== Task to carry out ==
Reproduce precisely the lines between the start of the data below and the line with "pub struct ScanStats", both included.

Stored items:

○ ○ ○ ○

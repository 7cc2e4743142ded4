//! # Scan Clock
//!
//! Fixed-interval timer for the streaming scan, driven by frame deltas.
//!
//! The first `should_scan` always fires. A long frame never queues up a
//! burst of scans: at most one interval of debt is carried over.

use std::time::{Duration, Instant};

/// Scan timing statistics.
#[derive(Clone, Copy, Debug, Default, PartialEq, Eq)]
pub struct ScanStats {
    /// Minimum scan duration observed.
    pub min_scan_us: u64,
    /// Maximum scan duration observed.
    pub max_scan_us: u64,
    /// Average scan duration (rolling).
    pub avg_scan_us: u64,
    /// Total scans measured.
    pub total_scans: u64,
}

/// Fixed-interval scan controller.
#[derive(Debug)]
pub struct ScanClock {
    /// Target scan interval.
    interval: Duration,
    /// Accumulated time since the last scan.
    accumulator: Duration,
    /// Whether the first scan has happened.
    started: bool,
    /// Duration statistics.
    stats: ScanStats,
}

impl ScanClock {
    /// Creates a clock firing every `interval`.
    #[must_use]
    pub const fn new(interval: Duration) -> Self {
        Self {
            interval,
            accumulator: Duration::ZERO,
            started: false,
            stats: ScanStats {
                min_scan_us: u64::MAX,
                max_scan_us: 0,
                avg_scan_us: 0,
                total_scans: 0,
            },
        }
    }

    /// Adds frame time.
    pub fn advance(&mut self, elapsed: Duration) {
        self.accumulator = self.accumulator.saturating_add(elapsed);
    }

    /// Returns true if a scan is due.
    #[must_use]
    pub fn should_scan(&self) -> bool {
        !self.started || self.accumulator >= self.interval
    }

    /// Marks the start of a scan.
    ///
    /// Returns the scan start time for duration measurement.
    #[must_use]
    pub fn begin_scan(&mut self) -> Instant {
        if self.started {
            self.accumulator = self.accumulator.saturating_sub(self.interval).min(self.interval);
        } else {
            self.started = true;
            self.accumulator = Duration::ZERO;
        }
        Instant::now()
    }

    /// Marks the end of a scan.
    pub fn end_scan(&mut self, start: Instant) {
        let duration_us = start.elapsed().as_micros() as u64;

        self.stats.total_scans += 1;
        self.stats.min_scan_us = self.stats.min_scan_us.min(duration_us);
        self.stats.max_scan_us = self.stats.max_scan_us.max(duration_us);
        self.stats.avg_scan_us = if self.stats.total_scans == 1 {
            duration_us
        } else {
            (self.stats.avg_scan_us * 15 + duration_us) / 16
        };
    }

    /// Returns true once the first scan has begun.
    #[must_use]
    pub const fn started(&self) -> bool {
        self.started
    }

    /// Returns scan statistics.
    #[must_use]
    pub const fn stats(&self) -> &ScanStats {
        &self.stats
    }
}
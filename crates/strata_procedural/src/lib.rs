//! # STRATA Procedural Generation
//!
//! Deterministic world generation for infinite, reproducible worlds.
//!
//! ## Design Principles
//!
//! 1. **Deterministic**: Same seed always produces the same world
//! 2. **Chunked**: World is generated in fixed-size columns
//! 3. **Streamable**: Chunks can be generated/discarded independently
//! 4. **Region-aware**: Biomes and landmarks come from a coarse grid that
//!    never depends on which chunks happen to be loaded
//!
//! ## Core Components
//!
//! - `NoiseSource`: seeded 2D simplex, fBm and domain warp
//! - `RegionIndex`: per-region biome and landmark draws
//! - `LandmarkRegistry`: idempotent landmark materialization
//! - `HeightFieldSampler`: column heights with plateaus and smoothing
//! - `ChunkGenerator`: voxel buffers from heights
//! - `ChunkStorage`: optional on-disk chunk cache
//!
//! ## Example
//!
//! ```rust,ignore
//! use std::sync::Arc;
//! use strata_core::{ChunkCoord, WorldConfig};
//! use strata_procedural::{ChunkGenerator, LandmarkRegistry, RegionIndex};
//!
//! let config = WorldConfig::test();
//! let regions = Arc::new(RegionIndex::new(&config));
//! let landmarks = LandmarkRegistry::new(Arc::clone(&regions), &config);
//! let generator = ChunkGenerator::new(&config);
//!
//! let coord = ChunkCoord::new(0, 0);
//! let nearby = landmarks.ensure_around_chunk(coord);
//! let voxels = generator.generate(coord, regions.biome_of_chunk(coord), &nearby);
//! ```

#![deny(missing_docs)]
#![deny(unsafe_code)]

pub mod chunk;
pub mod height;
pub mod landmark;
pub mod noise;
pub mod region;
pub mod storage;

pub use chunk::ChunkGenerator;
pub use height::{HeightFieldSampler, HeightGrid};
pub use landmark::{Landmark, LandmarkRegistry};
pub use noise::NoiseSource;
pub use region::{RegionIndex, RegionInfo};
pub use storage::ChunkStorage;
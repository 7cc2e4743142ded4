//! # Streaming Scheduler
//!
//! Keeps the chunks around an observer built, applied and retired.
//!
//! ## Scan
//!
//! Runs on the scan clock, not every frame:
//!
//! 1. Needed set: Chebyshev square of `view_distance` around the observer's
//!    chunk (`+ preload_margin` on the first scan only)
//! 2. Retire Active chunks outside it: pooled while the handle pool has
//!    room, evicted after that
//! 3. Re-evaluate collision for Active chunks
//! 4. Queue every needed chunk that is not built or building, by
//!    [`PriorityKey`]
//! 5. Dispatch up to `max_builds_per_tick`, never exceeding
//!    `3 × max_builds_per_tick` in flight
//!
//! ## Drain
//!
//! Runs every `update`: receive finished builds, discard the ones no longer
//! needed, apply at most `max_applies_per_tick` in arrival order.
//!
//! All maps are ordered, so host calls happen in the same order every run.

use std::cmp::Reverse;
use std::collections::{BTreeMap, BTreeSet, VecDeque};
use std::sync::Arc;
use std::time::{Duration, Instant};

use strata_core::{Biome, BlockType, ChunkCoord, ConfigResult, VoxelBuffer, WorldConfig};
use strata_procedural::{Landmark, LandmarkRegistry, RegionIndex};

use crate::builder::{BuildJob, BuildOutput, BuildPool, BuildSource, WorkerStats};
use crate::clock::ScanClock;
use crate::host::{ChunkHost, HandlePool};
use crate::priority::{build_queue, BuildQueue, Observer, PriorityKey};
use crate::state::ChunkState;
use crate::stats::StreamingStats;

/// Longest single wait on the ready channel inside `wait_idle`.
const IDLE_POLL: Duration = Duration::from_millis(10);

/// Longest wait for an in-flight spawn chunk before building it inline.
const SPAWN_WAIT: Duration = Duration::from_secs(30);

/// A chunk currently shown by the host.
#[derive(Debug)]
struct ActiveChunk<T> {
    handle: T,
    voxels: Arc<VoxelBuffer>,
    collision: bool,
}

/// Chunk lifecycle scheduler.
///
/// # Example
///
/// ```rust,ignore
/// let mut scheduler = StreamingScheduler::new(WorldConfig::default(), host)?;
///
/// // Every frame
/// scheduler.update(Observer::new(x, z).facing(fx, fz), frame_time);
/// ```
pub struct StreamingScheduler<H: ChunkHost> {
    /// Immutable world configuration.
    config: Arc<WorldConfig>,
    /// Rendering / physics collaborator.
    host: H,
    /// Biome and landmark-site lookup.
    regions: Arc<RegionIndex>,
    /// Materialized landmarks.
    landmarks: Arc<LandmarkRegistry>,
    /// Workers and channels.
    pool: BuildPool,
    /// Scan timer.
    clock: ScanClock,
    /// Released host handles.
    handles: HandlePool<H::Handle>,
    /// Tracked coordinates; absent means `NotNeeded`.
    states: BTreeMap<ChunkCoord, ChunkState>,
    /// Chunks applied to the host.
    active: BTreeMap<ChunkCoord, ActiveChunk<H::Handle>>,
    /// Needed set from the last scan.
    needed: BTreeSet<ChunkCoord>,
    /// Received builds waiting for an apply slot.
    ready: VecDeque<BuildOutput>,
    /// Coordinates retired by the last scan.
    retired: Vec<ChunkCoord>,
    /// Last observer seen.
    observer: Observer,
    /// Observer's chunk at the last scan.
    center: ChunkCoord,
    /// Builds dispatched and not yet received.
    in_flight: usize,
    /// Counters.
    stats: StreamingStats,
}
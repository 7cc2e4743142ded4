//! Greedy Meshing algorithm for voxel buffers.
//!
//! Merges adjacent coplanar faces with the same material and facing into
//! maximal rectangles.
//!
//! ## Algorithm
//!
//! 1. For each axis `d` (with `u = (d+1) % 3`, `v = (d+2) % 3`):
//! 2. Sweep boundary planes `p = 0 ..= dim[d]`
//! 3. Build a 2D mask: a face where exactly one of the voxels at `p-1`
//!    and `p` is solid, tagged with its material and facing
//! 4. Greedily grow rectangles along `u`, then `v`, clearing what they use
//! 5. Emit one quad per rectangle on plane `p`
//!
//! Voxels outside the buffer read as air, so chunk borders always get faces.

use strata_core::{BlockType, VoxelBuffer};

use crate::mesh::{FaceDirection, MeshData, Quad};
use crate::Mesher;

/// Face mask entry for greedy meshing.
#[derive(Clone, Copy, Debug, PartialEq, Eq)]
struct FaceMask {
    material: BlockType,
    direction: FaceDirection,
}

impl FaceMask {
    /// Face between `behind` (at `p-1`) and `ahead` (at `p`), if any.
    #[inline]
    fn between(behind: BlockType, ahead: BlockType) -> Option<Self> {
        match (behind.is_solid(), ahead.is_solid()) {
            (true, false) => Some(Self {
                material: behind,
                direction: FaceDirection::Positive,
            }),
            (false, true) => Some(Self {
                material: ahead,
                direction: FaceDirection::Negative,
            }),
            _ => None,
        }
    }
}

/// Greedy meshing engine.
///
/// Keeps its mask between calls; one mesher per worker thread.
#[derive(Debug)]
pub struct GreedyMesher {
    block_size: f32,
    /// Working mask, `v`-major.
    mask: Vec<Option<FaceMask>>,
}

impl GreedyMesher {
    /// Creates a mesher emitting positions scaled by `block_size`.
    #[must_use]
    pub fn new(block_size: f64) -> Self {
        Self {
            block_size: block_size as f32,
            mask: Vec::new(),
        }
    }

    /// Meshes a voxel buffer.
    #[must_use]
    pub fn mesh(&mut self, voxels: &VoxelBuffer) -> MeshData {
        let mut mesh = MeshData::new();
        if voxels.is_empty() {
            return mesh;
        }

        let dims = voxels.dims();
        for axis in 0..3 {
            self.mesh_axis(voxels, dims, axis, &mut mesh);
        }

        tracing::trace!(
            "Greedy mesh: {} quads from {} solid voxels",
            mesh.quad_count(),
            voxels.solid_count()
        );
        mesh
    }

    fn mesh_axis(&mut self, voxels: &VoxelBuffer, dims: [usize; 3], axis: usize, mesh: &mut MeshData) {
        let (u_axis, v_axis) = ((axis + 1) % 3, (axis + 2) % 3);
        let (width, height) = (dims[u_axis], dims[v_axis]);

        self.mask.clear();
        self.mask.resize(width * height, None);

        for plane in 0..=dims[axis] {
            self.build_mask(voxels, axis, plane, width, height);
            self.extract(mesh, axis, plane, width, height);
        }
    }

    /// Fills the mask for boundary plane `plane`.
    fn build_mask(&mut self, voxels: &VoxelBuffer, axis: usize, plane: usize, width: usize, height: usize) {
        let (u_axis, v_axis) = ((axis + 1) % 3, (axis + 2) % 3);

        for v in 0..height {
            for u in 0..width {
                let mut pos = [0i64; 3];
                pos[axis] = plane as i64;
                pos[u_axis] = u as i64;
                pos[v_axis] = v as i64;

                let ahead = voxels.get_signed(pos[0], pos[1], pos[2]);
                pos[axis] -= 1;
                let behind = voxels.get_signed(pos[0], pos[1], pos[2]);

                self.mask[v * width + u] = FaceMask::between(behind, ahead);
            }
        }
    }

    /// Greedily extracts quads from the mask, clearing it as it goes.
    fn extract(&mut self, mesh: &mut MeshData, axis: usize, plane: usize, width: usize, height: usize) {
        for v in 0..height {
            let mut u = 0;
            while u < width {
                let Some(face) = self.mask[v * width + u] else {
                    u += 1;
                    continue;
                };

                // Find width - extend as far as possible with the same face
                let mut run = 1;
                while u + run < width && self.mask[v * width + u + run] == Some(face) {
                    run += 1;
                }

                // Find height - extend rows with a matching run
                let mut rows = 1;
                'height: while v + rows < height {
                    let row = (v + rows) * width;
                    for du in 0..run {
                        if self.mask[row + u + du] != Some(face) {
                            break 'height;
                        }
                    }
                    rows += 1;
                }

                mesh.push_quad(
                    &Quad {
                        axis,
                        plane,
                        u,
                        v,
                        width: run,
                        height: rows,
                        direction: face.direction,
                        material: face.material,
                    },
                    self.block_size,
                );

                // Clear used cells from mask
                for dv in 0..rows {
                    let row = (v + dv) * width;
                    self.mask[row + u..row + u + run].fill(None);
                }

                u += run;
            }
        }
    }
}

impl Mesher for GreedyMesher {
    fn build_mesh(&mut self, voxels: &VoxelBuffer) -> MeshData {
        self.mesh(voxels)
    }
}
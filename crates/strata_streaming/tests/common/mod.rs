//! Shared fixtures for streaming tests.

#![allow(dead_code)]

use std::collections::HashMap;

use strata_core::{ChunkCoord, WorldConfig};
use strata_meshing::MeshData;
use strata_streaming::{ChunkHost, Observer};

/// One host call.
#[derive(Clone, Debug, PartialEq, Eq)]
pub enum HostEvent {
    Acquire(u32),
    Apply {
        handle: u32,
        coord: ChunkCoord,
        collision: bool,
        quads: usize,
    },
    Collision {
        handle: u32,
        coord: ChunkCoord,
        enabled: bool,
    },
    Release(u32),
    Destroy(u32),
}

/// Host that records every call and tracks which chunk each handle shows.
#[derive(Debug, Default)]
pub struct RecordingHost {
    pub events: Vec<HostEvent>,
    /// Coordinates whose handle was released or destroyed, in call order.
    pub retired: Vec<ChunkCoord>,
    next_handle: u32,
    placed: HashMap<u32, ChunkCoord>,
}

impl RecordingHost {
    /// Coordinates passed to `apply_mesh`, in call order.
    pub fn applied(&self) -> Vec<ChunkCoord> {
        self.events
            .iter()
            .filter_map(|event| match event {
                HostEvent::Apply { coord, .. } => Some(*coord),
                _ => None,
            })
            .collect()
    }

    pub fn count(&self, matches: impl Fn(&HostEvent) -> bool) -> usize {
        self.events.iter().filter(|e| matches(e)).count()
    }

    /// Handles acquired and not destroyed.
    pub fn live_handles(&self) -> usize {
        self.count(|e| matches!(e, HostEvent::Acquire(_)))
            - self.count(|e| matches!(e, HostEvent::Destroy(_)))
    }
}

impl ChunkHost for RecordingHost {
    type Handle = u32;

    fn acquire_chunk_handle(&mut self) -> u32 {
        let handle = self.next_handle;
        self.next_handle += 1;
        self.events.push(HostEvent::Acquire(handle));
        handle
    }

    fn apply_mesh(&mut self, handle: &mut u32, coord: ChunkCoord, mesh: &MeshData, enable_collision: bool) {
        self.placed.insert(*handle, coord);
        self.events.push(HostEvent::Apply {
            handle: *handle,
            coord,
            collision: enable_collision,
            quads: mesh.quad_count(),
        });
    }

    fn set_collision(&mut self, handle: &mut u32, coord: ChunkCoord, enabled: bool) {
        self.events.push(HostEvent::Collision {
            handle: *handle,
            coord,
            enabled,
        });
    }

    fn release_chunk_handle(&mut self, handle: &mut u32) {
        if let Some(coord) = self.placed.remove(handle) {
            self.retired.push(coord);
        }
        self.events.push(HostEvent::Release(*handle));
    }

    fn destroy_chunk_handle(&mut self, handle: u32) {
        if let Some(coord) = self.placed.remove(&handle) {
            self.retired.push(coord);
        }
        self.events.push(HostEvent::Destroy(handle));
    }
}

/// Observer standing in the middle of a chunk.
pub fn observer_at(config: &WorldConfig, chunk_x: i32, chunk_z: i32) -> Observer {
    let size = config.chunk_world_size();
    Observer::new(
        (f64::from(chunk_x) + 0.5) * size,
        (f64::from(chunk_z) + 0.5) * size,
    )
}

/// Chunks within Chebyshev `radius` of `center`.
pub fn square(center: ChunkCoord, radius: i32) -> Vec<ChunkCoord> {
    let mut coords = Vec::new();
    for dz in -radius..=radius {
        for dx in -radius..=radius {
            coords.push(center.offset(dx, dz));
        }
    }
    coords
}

○ ○ ○ ○

== Written reply ==
repository 7cc2e4743142ded4
//! # Scan Clock
//!
//! Fixed-interval timer for the streaming scan, driven by frame deltas.
//!
//! The first `should_scan` always fires. A long frame never queues up a
//! burst of scans: at most one interval of debt is carried over.

use std::time::{Duration, Instant};

/// Scan timing statistics.
#[derive(Clone, Copy, Debug, Default, PartialEq, Eq)]
pub struct ScanStats {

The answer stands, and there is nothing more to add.